Red Velvet Cheesecake Balls

Bite-sized red velvet cheesecake balls dipped in smooth dark chocolate coating topped with sprinkles Save
Bite-sized red velvet cheesecake balls dipped in smooth dark chocolate coating topped with sprinkles | chenkudos.com

These decadent red velvet cheesecake balls combine the best of both worlds—moist, vibrant red velvet cake mixed with smooth, tangy cheesecake filling, all enrobed in a silky chocolate shell. Each bite delivers the perfect balance of sweetness and creaminess, making them an irresistible treat for any occasion.

The process starts with baking a simple red velvet cake from scratch, then crumbling it and combining it with a rich cream cheese mixture. After rolling into bite-sized balls and chilling, they're dipped in melted chocolate for that finishing touch. The result is 24 handheld desserts that look impressive and taste incredible.

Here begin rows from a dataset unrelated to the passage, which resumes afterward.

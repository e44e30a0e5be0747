use crate::grammar::Grammar;
use crate::symbol::{Symbol, SymbolKey};
use ahash::AHashMap as HashMap;
use std::collections::hash_map::Entry;

/// Signature of an adjacent pair: the codes of a symbol and its successor.
pub(crate) type Digram = (u64, u64);

/// Maps each digram signature to one symbol that begins an occurrence of it.
#[derive(Debug, Default)]
pub(crate) struct DigramIndex {
    entries: HashMap<Digram, SymbolKey>,
}

impl DigramIndex {
    pub(crate) fn new() -> Self {
        Self::default()
    }

    #[inline]
    pub(crate) fn lookup(&self, digram: Digram) -> Option<SymbolKey> {
        self.entries.get(&digram).copied()
    }

    /// Records `witness` for a signature that has no entry yet.
    #[inline]
    pub(crate) fn insert(&mut self, digram: Digram, witness: SymbolKey) {
        let previous = self.entries.insert(digram, witness);
        debug_assert!(previous.is_none(), "digram already indexed");
    }

    /// Records `witness` regardless of what is stored.
    #[inline]
    pub(crate) fn set(&mut self, digram: Digram, witness: SymbolKey) {
        self.entries.insert(digram, witness);
    }

    /// Removes the entry only if it is stored under exactly `witness`.
    ///
    /// Another occurrence of the same signature indexed under a different
    /// symbol is left alone.
    #[inline]
    pub(crate) fn remove(&mut self, digram: Digram, witness: SymbolKey) -> bool {
        if let Entry::Occupied(e) = self.entries.entry(digram) {
            if *e.get() == witness {
                e.remove();
                return true;
            }
        }
        false
    }

    pub(crate) fn len(&self) -> usize {
        self.entries.len()
    }

    pub(crate) fn clear(&mut self) {
        self.entries.clear();
    }

    #[cfg(test)]
    pub(crate) fn iter(&self) -> impl Iterator<Item = (&Digram, &SymbolKey)> {
        self.entries.iter()
    }
}

impl Grammar {
    /// Signature of the digram starting at `key`.
    ///
    /// `None` when either side is a guard or the configured delimiter; such
    /// pairs never enter the index.
    pub(crate) fn digram_at(&self, key: SymbolKey) -> Option<Digram> {
        let node = &self.symbols[key];
        let next = node.next?;
        let first = node.symbol;
        let second = self.symbols[next].symbol;

        if first.is_guard() || second.is_guard() {
            return None;
        }
        if self.is_delimiter(first) || self.is_delimiter(second) {
            return None;
        }

        Some((first.code(), second.code()))
    }

    /// Drops the index entry for the digram starting at `key`, if `key` is
    /// its witness.
    pub(crate) fn delete_digram(&mut self, key: SymbolKey) {
        if let Some(digram) = self.digram_at(key) {
            self.digrams.remove(digram, key);
        }
    }

    #[inline]
    fn is_delimiter(&self, symbol: Symbol) -> bool {
        match (symbol, self.config.delimiter) {
            (Symbol::Terminal { value }, Some(delimiter)) => value == delimiter,
            _ => false,
        }
    }
}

These treats are incredibly versatile—use white chocolate for a stunning contrast, dark chocolate for intense richness, or even ruby chocolate for a unique twist. They store beautifully in the fridge or freezer, making them perfect for preparing ahead of parties, holidays, or gifting.

The smell of red velvet anything baking in the oven has this weird way of making my kitchen feel like a holiday, no matter what month it is. I stumbled onto the idea of turning leftover red velvet cake into cheesecake stuffed bites during a panicked night before a potluck where I had promised something impressive but had zero plan. These little chocolate dipped gems have since become my most requested contribution to every gathering, birthday, and random Tuesday night craving.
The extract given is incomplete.